**ACTIVITY:** Using the records below, copy every line that holds the string "gone".

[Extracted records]
▬▬▬▬▬▬▬▬▬▬

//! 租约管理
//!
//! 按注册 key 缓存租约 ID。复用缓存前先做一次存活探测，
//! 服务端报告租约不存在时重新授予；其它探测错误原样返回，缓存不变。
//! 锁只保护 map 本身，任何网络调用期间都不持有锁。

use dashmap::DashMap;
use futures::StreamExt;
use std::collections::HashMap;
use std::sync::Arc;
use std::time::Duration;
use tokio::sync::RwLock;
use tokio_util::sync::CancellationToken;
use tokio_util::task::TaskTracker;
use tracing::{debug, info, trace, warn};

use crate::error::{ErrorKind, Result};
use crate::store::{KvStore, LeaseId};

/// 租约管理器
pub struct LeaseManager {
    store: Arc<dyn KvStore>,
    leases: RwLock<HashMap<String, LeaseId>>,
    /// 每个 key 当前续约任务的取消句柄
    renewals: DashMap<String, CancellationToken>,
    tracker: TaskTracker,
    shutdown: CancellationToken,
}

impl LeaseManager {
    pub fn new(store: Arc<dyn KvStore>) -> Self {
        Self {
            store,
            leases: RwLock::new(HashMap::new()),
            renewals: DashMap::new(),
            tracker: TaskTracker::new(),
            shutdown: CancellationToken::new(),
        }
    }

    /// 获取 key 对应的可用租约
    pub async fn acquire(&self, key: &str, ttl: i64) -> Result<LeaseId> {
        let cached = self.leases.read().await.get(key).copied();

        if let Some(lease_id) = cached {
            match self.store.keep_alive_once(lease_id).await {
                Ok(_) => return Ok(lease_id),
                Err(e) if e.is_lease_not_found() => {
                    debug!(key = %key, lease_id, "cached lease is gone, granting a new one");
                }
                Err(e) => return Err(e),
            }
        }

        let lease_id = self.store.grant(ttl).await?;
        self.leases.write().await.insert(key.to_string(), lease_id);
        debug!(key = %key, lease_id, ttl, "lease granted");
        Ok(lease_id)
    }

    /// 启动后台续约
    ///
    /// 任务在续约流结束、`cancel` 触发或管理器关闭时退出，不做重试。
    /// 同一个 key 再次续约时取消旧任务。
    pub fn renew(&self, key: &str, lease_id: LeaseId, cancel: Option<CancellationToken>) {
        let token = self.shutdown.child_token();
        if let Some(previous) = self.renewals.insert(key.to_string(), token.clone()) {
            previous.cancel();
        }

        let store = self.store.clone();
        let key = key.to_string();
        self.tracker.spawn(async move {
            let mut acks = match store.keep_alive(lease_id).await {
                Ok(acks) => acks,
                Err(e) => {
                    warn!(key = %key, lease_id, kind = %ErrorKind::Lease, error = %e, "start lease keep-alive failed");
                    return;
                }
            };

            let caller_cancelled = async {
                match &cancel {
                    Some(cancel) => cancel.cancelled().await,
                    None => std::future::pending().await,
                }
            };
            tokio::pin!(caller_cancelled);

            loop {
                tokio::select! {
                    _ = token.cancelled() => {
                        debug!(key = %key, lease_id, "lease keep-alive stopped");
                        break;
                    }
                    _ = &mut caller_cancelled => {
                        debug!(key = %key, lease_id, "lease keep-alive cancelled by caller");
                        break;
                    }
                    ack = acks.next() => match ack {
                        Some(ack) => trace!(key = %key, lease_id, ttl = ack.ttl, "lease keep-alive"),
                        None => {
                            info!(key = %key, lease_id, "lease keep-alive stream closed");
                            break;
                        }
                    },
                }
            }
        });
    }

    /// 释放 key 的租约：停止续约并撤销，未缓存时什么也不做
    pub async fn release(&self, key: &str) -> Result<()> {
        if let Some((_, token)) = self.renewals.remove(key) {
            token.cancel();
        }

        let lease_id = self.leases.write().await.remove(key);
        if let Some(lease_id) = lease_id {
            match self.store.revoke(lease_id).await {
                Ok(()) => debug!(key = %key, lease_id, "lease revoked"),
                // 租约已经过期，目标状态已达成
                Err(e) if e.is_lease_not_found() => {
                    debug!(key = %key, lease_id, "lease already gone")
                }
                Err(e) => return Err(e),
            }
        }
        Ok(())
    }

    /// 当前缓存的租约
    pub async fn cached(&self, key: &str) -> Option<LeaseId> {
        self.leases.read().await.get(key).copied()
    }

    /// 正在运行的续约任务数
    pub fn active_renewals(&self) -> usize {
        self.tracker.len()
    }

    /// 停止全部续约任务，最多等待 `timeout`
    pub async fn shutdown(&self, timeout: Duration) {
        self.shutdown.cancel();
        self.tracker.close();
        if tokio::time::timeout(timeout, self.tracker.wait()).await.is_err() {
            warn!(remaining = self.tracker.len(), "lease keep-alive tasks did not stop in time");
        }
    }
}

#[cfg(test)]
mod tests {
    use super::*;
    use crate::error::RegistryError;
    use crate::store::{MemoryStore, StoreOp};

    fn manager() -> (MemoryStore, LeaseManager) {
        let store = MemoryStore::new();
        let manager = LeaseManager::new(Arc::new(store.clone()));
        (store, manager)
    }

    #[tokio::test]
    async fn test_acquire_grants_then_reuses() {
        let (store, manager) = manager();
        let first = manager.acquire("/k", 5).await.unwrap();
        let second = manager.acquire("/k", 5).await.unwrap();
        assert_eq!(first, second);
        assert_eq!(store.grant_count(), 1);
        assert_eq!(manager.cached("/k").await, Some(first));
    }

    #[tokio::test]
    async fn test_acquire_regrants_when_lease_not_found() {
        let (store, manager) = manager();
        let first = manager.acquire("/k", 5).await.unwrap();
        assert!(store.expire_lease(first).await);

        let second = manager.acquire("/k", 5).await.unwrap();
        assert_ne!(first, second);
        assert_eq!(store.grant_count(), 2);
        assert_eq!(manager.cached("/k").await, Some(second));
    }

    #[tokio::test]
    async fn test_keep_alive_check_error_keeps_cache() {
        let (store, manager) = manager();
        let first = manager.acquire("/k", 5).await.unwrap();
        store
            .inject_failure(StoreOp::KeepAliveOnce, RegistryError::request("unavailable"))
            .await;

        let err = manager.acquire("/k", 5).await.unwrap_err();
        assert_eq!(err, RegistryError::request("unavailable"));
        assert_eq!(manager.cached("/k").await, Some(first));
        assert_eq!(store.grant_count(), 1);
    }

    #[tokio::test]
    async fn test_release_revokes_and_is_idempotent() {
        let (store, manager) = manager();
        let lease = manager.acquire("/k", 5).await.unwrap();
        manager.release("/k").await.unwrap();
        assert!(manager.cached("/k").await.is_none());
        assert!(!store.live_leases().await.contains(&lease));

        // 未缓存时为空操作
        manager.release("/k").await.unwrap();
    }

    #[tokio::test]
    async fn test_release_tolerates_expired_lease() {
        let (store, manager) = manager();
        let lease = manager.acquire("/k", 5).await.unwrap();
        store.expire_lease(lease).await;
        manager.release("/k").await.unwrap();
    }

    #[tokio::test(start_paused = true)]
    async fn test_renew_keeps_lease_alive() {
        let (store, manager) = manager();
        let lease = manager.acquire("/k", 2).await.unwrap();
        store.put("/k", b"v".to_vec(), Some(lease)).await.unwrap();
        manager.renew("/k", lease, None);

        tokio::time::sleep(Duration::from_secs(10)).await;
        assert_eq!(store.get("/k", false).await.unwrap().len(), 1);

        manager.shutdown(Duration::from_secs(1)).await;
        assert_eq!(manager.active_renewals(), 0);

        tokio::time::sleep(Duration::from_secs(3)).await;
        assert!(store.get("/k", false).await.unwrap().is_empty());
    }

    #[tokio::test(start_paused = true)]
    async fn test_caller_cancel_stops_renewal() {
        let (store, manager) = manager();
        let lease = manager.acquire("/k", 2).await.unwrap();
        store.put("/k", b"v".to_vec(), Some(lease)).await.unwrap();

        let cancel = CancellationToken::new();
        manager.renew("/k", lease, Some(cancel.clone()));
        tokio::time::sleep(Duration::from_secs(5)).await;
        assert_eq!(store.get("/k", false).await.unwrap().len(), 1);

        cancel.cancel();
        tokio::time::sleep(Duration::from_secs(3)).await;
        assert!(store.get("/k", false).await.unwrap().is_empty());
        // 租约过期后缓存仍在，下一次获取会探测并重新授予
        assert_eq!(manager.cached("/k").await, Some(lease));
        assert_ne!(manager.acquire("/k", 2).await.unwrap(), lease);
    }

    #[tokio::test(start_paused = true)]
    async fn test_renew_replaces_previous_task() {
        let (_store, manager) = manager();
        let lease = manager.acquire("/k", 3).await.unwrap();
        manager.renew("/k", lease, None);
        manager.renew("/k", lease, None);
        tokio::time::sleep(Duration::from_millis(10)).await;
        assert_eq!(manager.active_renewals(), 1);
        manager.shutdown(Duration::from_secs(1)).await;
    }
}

▬▬▬▬▬▬▬▬▬▬

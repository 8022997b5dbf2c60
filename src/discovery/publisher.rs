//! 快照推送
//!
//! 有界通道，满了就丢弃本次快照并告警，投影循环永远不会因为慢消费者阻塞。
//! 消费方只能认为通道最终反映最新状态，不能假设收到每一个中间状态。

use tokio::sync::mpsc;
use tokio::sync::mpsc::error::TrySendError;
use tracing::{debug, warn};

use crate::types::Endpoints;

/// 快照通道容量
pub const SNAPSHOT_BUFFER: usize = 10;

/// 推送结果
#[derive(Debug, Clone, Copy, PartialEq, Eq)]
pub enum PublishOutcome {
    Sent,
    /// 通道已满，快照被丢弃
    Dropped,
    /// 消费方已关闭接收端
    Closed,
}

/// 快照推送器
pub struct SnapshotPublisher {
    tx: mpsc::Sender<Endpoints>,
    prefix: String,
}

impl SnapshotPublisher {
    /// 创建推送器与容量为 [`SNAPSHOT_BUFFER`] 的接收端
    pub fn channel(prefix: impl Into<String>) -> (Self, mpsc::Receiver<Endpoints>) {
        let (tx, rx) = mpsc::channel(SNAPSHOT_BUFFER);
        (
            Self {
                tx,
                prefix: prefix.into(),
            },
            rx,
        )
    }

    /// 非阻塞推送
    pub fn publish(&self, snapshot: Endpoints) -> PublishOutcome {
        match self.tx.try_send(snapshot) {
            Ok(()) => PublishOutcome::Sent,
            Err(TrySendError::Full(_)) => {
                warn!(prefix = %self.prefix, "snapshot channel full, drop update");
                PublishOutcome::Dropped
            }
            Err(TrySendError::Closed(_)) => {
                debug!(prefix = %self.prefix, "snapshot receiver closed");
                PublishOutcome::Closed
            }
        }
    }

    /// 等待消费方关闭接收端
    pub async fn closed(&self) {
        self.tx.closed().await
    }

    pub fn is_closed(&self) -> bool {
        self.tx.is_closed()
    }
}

▬▬▬▬▬▬▬▬▬▬

**YOUR RESPONSE:**
                    debug!(key = %key, lease_id, "cached lease is gone, granting a new one");
                    debug!(key = %key, lease_id, "lease already gone")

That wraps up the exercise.